Così il Wwf commenta, in una nota, il disciplinare approvato dalla Giunta regionale d’Abruzzo che per la caccia di selezione al cinghiale prevede attività fino alle ore 24 con l’ausilio di sorgenti luminose suppletive e l’utilizzo dell’arco. “Si continua solo ad allargare periodi e modalità di prelievo al cinghiale, ma non si vedono i risultati sperati. La caccia notturna andrebbe attentamente valutata anche per il rischio di disturbo al resto della fauna selvatica, specie ora, a stagione riproduttiva non del tutto conclusa, e per la sua pericolosità per i cittadini”.

A febbraio il Wwf Abruzzo, con l’Università di Teramo, organizzò un convegno analizzando circa 80 pubblicazioni scientifiche: è emerso che la caccia è la causa principale di morte per il Cinghiale, ma il prelievo venatorio non è sufficiente a contenere l’incremento delle popolazioni, produce l’effetto di ringiovanirle, innesca risposte nella biologia riproduttiva della specie che causano aumento della produttività delle popolazioni, può influenzare il comportamento dei gruppi familiari e portare maggiore instabilità spaziale tra i sopravvissuti.
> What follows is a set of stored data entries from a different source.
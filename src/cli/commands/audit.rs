//! Audit command handler

use degree_audit::config::Config;
use degree_audit::core::models::term::duplicate_codes;
use degree_audit::core::planner::parse_plan_toml;
use degree_audit::core::progress::compute;
use degree_audit::core::progress_export::{CsvExporter, ProgressExporter, ProgressSummary};
use degree_audit::{error, info, warn};
use std::path::{Path, PathBuf};

/// Run the audit command for one or more plan files.
///
/// # Arguments
/// * `input_files` - Paths to plan TOML files
/// * `output_files` - Optional output paths; must match inputs 1:1 when provided
/// * `config` - Configuration containing the default output directory
/// * `verbose` - Whether to show per-requirement output
/// * `no_csv` - Skip the CSV export
pub fn run(
    input_files: &[PathBuf],
    output_files: &[PathBuf],
    config: &Config,
    verbose: bool,
    no_csv: bool,
) {
    if input_files.is_empty() {
        eprintln!("✗ No input files provided.");
        return;
    }

    if !output_files.is_empty() && output_files.len() != input_files.len() {
        eprintln!(
            "✗ When using -o/--output, provide one output path per input file ({} inputs, {} outputs).",
            input_files.len(),
            output_files.len()
        );
        return;
    }

    for (idx, input_file) in input_files.iter().enumerate() {
        let output_file = output_files.get(idx).map(PathBuf::as_path);
        if let Err(err) = audit_single(input_file, output_file, config, verbose, no_csv) {
            error!("Audit failed for {}: {err}", input_file.display());
            eprintln!("{err}");
        }
    }
}

fn audit_single(
    input_file: &Path,
    output_file: Option<&Path>,
    config: &Config,
    verbose: bool,
    no_csv: bool,
) -> Result<(), String> {
    let input = parse_plan_toml(input_file).map_err(|e| {
        error!("Failed to load plan {}: {e}", input_file.display());
        format!("✗ Failed to load {}: {e}", input_file.display())
    })?;

    info!("Plan loaded: {}", input_file.display());

    let duplicates = duplicate_codes(&input.terms);
    if !duplicates.is_empty() {
        warn!(
            "Plan '{}' schedules the same course in more than one term: {}",
            input.plan_name,
            duplicates.join(", ")
        );
    }

    let report = compute(&input.degree, &input.terms, &input.transfer);
    let summary = ProgressSummary::from_report(&report);

    println!(
        "✓ {}: {}% ({} of {} credits, {} of {} requirements)",
        input.plan_name,
        report.percent,
        report.completed_credits,
        report.total_credits,
        summary.requirements_completed,
        summary.requirements_total
    );

    if verbose {
        for status in &report.requirements {
            let state = if status.is_completed { "✓" } else { "✗" };
            let tag = if status.unclassified {
                " (unclassified)"
            } else {
                ""
            };
            println!(
                "  {state} {} — {}/{}{tag}",
                status.name, status.completed_credits, status.required_credits
            );
        }
    }

    if summary.requirements_unclassified > 0 {
        warn!(
            "{} requirement(s) in '{}' could not be classified; counting all scheduled credits",
            summary.requirements_unclassified, input.plan_name
        );
    }

    if no_csv {
        return Ok(());
    }

    let output_path = match output_file {
        Some(path) => path.to_path_buf(),
        None => default_output_path(input_file, config)?,
    };

    CsvExporter
        .export(&input.plan_name, &input.degree.name, &report, &output_path)
        .map_err(|e| format!("✗ Failed to write {}: {e}", output_path.display()))?;

    println!("✓ Progress CSV written to: {}", output_path.display());
    Ok(())
}

/// Build the default CSV output path from the config's reports directory and
/// the input file's stem.
fn default_output_path(input_file: &Path, config: &Config) -> Result<PathBuf, String> {
    let reports_dir = PathBuf::from(&config.paths.reports_dir);
    std::fs::create_dir_all(&reports_dir).map_err(|e| {
        format!(
            "✗ Failed to create reports directory {}: {e}",
            reports_dir.display()
        )
    })?;

    let stem = input_file
        .file_stem()
        .map_or_else(|| "plan".to_string(), |s| s.to_string_lossy().to_string());
    Ok(reports_dir.join(format!("{stem}_progress.csv")))
}
//! Core module for the requirement-satisfaction engine and its collaborators

pub mod categories;
pub mod classifier;
pub mod config;
pub mod models;
pub mod planner;
pub mod progress;
pub mod progress_export;
pub mod report;

/// Returns the current version of the `degree-audit` crate
#[must_use]
pub const fn get_version() -> &'static str {
    env!("CARGO_PKG_VERSION")
}
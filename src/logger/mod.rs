//! Internal logger module.
//! Feature flags: `log-info`, `log-debug`, `verbose`, `file-logging`.

use std::fmt::Arguments;
#[cfg(feature = "log-debug")]
use std::sync::atomic::AtomicBool;
use std::sync::atomic::{AtomicU8, Ordering};
use std::sync::LazyLock;

#[cfg(feature = "file-logging")]
use std::{
    fs::{File, OpenOptions},
    io::Write,
    sync::Mutex,
};

/// Logging levels.
#[derive(Copy, Clone, Debug, PartialEq, Eq)]
pub enum Level {
    /// Error-level messages (always enabled).
    Error = 1,
    /// Warning-level messages (always enabled).
    Warn = 2,
    /// Info-level messages (requires `log-info` feature).
    Info = 3,
    /// Debug-level messages (requires `log-debug` feature and runtime enablement).
    Debug = 4,
}

impl Level {
    /// Parse a level from a string (case-insensitive).
    #[must_use]
    pub fn parse(value: &str) -> Option<Self> {
        match value.to_ascii_lowercase().as_str() {
            "error" | "err" => Some(Self::Error),
            "warn" | "warning" => Some(Self::Warn),
            "info" => Some(Self::Info),
            "debug" => Some(Self::Debug),
            _ => None,
        }
    }
}

const fn default_level() -> u8 {
    if cfg!(feature = "log-debug") {
        Level::Debug as u8
    } else if cfg!(feature = "log-info") {
        Level::Info as u8
    } else {
        Level::Warn as u8
    }
}

/// Global storage for the current log level.
static LOG_LEVEL: LazyLock<AtomicU8> = LazyLock::new(|| AtomicU8::new(default_level()));
#[cfg(feature = "log-debug")]
static DEBUG_ENABLED: AtomicBool = AtomicBool::new(true);
#[cfg(feature = "verbose")]
static VERBOSE_ENABLED: AtomicBool = AtomicBool::new(false);
#[cfg(feature = "file-logging")]
static LOG_FILE: LazyLock<Mutex<Option<File>>> = LazyLock::new(|| Mutex::new(None));

/// Set the global log level.
pub fn set_level(level: Level) {
    LOG_LEVEL.store(level as u8, Ordering::SeqCst);
}

#[must_use]
/// Parse level from string (case-insensitive) and set it. Returns `true` on success.
pub fn set_level_from_str(level: &str) -> bool {
    Level::parse(level).map(set_level).is_some()
}

#[cfg(feature = "log-debug")]
/// Enable debug logging at runtime.
pub fn enable_debug() {
    DEBUG_ENABLED.store(true, Ordering::SeqCst);
}
#[cfg(not(feature = "log-debug"))]
/// Enable debug logging at runtime (no-op when `log-debug` feature is disabled).
pub fn enable_debug() {}

#[cfg(feature = "log-debug")]
/// Disable debug logging at runtime.
pub fn disable_debug() {
    DEBUG_ENABLED.store(false, Ordering::SeqCst);
}
#[cfg(not(feature = "log-debug"))]
/// Disable debug logging at runtime (no-op when `log-debug` feature is disabled).
pub fn disable_debug() {}

#[cfg(feature = "log-debug")]
/// Returns whether debug logging is enabled.
pub fn is_debug_enabled() -> bool {
    DEBUG_ENABLED.load(Ordering::SeqCst)
}
#[cfg(not(feature = "log-debug"))]
/// Returns whether debug logging is enabled (always false when feature is disabled).
pub fn is_debug_enabled() -> bool {
    false
}

#[cfg(feature = "verbose")]
/// Enable verbose output at runtime.
pub fn enable_verbose() {
    VERBOSE_ENABLED.store(true, Ordering::SeqCst);
}
#[cfg(not(feature = "verbose"))]
/// Enable verbose output at runtime (no-op when `verbose` feature is disabled).
pub fn enable_verbose() {}

#[cfg(feature = "verbose")]
/// Disable verbose output at runtime.
pub fn disable_verbose() {
    VERBOSE_ENABLED.store(false, Ordering::SeqCst);
}
#[cfg(not(feature = "verbose"))]
/// Disable verbose output at runtime (no-op when `verbose` feature is disabled).
pub fn disable_verbose() {}

#[cfg(feature = "verbose")]
/// Returns whether verbose output is enabled.
pub fn is_verbose_enabled() -> bool {
    VERBOSE_ENABLED.load(Ordering::SeqCst)
}
#[cfg(not(feature = "verbose"))]
/// Returns whether verbose output is enabled (always false when feature is disabled).
pub fn is_verbose_enabled() -> bool {
    false
}

#[cfg(feature = "file-logging")]
#[must_use]
/// Initialize file logging to a specific path. Returns `true` on success.
pub fn init_file_logging(path: &std::path::Path) -> bool {
    OpenOptions::new()
        .create(true)
        .append(true)
        .open(path)
        .is_ok_and(|file| {
            LOG_FILE.lock().is_ok_and(|mut log_file| {
                *log_file = Some(file);
                true
            })
        })
}

#[cfg(not(feature = "file-logging"))]
/// Initialize file logging (no-op when `file-logging` feature is disabled).
pub fn init_file_logging(_path: &std::path::Path) -> bool {
    false
}

#[cfg(feature = "file-logging")]
fn write_to_file(message: &str) {
    if let Ok(mut log_file) = LOG_FILE.lock() {
        if let Some(ref mut file) = *log_file {
            let _ = writeln!(file, "{message}");
            let _ = file.flush();
        }
    }
}

#[cfg(not(feature = "file-logging"))]
fn write_to_file(_message: &str) {}

#[cfg(feature = "file-logging")]
fn is_file_logging_active() -> bool {
    LOG_FILE.lock().map(|lf| lf.is_some()).unwrap_or(false)
}
#[cfg(not(feature = "file-logging"))]
fn is_file_logging_active() -> bool {
    false
}

fn emit(prefix: &str, msg: &str, to_stderr: bool) {
    if is_file_logging_active() && !prefix.is_empty() {
        write_to_file(&format!("{prefix} {msg}"));
        return;
    }
    if to_stderr {
        eprintln!("{prefix} {msg}");
    } else {
        println!("{prefix} {msg}");
    }
}

fn should_log(level: Level) -> bool {
    match level {
        Level::Info => {
            if !cfg!(feature = "log-info") {
                return false;
            }
        }
        Level::Debug => {
            if !cfg!(feature = "log-debug") {
                return false;
            }
        }
        _ => {}
    }
    let current = LOG_LEVEL.load(Ordering::SeqCst);
    (level as u8) <= current && (level != Level::Debug || is_debug_enabled())
}

/// Internal logging dispatcher used by public macros.
pub fn log_impl(level: Level, args: Arguments) {
    if !should_log(level) {
        return;
    }
    let msg = args.to_string();
    match level {
        Level::Error => emit("[ERROR]", &msg, true),
        Level::Warn => emit("[WARN]", &msg, true),
        Level::Info => emit("[INFO]", &msg, false),
        Level::Debug => emit("[DEBUG]", &msg, false),
    }
}

#[macro_export]
/// Logs an error-level message (always enabled).
macro_rules! error { ($($arg:tt)*) => { $crate::logger::log_impl($crate::logger::Level::Error, format_args!($($arg)*)) }; }
#[macro_export]
/// Logs a warning-level message (always enabled).
macro_rules! warn  { ($($arg:tt)*) => { $crate::logger::log_impl($crate::logger::Level::Warn,  format_args!($($arg)*)) }; }
#[macro_export]
/// Logs an info-level message (requires `log-info` feature).
macro_rules! info  { ($($arg:tt)*) => { $crate::logger::log_impl($crate::logger::Level::Info,  format_args!($($arg)*)) }; }
#[macro_export]
/// Logs a debug-level message (requires `log-debug` feature and runtime enablement).
macro_rules! debug { ($($arg:tt)*) => { $crate::logger::log_impl($crate::logger::Level::Debug, format_args!($($arg)*)) }; }
#[macro_export]
/// Prints a verbose message (requires `verbose` feature and runtime enablement). This does not write to log files.
macro_rules! verbose {
    ($($arg:tt)*) => {
        #[cfg(feature = "verbose")]
        {
            if $crate::logger::is_verbose_enabled() { println!($($arg)*); }
        }
    }
}
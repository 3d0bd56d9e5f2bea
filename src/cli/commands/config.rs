//! Config command handler

use crate::args::ConfigSubcommand;
use degree_audit::config::Config;
use std::io::{self, Write};

/// Dispatch config subcommands
pub fn run(subcommand: Option<ConfigSubcommand>, config: &mut Config, defaults: &Config) {
    match subcommand {
        None => handle_config_get(config, None),
        Some(ConfigSubcommand::Get { key }) => handle_config_get(config, key),
        Some(ConfigSubcommand::Set { key, value }) => handle_config_set(config, &key, &value),
        Some(ConfigSubcommand::Unset { key }) => handle_config_unset(config, defaults, &key),
        Some(ConfigSubcommand::Reset) => handle_config_reset(),
    }
}

/// Handle the config get subcommand
pub fn handle_config_get(config: &Config, key: Option<String>) {
    if let Some(k) = key {
        match config.get(&k) {
            Some(value) => println!("{value}"),
            None => eprintln!("Unknown config key: '{k}'"),
        }
    } else {
        println!("\n=== Configuration ===\n");
        print!("{config}");
    }
}

/// Handle the config set subcommand
pub fn handle_config_set(config: &mut Config, key: &str, value: &str) {
    if let Err(e) = config.set(key, value) {
        eprintln!("{e}");
        std::process::exit(1);
    }

    if let Err(e) = config.save() {
        eprintln!("Failed to save config: {e}");
        std::process::exit(1);
    }

    println!("✓ Set {key} = {value}");
}

/// Handle the config unset subcommand
pub fn handle_config_unset(config: &mut Config, defaults: &Config, key: &str) {
    if let Err(e) = config.unset(key, defaults) {
        eprintln!("{e}");
        std::process::exit(1);
    }

    if let Err(e) = config.save() {
        eprintln!("Failed to save config: {e}");
        std::process::exit(1);
    }

    println!("✓ Reset {key} to default");
}

/// Handle the config reset subcommand
pub fn handle_config_reset() {
    if !Config::get_config_file_path().exists() {
        println!("✓ Config is already at defaults");
        return;
    }

    // Ask for confirmation
    print!("Are you sure you want to reset config to defaults? (y/n): ");
    io::stdout().flush().ok();

    let mut response = String::new();
    io::stdin().read_line(&mut response).ok();

    if response.trim().eq_ignore_ascii_case("y") || response.trim().eq_ignore_ascii_case("yes") {
        if let Err(e) = Config::reset() {
            eprintln!("Failed to remove config file: {e}");
            std::process::exit(1);
        }
        println!("✓ Config reset to defaults");
    } else {
        println!("✗ Reset cancelled");
    }
}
Inoltre, informa il Wwf, sotto un’elevata pressione venatoria una proporzione maggiore di femmine di un anno partorisce rispetto a popolazioni in cui la pressione è meno pronunciata.

“Decine di studi scientifici hanno dimostrato che sperare di ridurre il numero dei cinghiali affidandosi solo alla caccia è sbagliato e illusorio, eppure la Giunta regionale – conclude Filomena Ricci, delegata Wwf Abruzzo – continua a intervenire in modo caotico. Sembra si proceda facendo regali ai cacciatori senza prendere contezza del fatto che questo tipo di gestione in atto da decenni non sta avendo il risultato sperato. È ora che il problema venga affrontato con dati ed evidenze scientifiche alla mano e si sperimentino altre tipologie di intervento, note e praticabili”.